**Required action**
In the records below, find every line with the word "rand" and copy it.

[Stored data entries]
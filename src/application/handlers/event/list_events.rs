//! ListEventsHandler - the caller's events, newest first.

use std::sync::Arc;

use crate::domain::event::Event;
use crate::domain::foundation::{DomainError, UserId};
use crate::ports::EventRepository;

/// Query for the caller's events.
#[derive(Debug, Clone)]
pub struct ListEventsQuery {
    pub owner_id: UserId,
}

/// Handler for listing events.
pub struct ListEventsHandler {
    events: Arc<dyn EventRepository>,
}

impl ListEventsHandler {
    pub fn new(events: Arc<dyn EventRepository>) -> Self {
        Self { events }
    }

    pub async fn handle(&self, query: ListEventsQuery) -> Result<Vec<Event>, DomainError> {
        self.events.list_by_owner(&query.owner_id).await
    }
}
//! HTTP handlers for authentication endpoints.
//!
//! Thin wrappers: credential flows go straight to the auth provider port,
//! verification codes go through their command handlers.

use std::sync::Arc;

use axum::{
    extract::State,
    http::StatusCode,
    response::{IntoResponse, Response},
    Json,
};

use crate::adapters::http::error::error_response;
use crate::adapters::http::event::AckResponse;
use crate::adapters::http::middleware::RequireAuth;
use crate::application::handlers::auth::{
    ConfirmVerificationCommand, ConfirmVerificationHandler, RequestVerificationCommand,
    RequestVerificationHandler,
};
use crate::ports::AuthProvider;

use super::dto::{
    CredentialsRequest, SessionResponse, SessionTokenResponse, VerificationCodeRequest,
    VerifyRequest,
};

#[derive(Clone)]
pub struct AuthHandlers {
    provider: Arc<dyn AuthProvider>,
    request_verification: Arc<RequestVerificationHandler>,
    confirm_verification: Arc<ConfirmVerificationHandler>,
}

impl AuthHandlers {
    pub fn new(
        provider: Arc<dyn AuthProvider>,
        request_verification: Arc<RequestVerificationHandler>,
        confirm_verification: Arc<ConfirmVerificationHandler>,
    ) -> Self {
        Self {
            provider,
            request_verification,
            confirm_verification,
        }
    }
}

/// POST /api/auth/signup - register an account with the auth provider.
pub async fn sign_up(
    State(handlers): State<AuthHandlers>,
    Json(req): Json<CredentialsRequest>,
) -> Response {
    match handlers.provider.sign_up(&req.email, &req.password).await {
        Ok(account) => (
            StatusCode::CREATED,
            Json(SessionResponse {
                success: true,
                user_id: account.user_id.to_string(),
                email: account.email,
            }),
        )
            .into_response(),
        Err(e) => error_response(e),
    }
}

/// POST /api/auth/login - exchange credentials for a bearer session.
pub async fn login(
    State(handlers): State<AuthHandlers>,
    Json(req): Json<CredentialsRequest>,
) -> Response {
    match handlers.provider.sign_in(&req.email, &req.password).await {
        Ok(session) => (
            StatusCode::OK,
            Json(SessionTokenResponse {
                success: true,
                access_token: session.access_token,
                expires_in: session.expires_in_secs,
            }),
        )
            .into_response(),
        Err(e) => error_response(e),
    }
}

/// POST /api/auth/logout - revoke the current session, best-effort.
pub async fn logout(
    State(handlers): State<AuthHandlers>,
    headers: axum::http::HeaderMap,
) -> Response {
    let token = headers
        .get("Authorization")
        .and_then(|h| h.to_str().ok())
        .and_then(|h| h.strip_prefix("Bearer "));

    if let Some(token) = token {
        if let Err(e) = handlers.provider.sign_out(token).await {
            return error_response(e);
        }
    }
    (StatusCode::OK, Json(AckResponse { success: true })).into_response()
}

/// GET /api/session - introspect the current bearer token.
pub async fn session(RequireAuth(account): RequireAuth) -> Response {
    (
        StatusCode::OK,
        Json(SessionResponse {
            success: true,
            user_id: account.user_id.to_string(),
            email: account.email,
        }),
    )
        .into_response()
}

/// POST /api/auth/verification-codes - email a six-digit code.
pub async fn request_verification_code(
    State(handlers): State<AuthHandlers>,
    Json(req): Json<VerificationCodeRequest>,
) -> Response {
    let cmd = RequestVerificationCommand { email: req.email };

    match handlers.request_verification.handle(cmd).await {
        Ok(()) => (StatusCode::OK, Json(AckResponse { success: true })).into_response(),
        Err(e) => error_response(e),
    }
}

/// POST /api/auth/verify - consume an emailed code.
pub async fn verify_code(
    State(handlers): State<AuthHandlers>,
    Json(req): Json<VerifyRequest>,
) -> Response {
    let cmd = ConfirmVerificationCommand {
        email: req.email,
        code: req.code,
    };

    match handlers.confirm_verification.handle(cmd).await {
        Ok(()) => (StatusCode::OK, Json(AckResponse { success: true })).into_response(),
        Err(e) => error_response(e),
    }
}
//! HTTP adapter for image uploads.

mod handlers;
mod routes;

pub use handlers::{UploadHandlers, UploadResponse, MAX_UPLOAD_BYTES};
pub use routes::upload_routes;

...

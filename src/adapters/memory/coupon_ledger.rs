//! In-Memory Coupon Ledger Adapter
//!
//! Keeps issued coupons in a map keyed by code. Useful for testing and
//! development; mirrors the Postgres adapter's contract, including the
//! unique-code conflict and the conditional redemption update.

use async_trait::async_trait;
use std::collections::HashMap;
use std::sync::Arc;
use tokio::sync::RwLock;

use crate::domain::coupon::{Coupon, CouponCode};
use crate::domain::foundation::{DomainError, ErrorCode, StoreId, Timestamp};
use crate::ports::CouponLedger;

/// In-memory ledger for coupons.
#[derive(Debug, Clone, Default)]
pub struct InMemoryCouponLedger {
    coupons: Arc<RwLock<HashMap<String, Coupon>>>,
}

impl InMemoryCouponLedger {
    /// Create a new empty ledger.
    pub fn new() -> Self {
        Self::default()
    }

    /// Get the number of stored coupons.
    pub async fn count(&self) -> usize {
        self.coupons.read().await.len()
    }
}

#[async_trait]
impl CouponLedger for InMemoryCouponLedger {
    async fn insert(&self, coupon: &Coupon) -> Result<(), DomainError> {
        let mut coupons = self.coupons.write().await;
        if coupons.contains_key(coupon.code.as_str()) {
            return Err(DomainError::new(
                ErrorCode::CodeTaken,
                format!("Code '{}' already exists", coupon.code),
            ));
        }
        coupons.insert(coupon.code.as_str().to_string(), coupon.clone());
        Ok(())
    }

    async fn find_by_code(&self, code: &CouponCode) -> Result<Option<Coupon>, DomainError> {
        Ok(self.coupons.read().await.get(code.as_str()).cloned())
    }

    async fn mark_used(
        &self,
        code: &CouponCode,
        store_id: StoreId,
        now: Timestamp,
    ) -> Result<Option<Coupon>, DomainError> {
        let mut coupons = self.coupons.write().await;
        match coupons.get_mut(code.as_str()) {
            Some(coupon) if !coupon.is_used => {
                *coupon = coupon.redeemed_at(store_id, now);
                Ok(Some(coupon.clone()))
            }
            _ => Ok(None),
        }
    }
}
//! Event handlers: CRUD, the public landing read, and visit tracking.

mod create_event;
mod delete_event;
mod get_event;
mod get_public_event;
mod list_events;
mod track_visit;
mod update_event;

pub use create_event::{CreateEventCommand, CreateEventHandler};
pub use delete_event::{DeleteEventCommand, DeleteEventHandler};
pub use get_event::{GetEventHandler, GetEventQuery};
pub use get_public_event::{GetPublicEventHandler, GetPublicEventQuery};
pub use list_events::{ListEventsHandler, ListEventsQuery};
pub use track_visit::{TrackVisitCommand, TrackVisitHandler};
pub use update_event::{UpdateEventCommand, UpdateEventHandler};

==

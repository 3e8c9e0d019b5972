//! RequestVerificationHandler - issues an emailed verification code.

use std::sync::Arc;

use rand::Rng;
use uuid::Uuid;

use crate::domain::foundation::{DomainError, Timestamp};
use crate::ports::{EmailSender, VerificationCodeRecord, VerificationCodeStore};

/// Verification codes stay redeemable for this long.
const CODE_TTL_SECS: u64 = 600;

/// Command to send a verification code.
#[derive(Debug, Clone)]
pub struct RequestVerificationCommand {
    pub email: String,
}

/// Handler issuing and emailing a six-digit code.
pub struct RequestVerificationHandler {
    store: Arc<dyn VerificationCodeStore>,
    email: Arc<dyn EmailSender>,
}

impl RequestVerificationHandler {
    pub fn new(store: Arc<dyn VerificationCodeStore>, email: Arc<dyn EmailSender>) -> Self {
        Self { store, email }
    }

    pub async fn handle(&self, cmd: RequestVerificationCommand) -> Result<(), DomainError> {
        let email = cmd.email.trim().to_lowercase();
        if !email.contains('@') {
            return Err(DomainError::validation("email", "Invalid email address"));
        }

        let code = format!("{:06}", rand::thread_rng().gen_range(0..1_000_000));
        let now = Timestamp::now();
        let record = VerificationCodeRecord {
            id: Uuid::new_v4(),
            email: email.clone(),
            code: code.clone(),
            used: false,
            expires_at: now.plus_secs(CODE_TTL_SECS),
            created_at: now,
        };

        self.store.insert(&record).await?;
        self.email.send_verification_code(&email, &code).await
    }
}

**Exercise answer**
use rand::Rng;
        let code = format!("{:06}", rand::thread_rng().gen_range(0..1_000_000));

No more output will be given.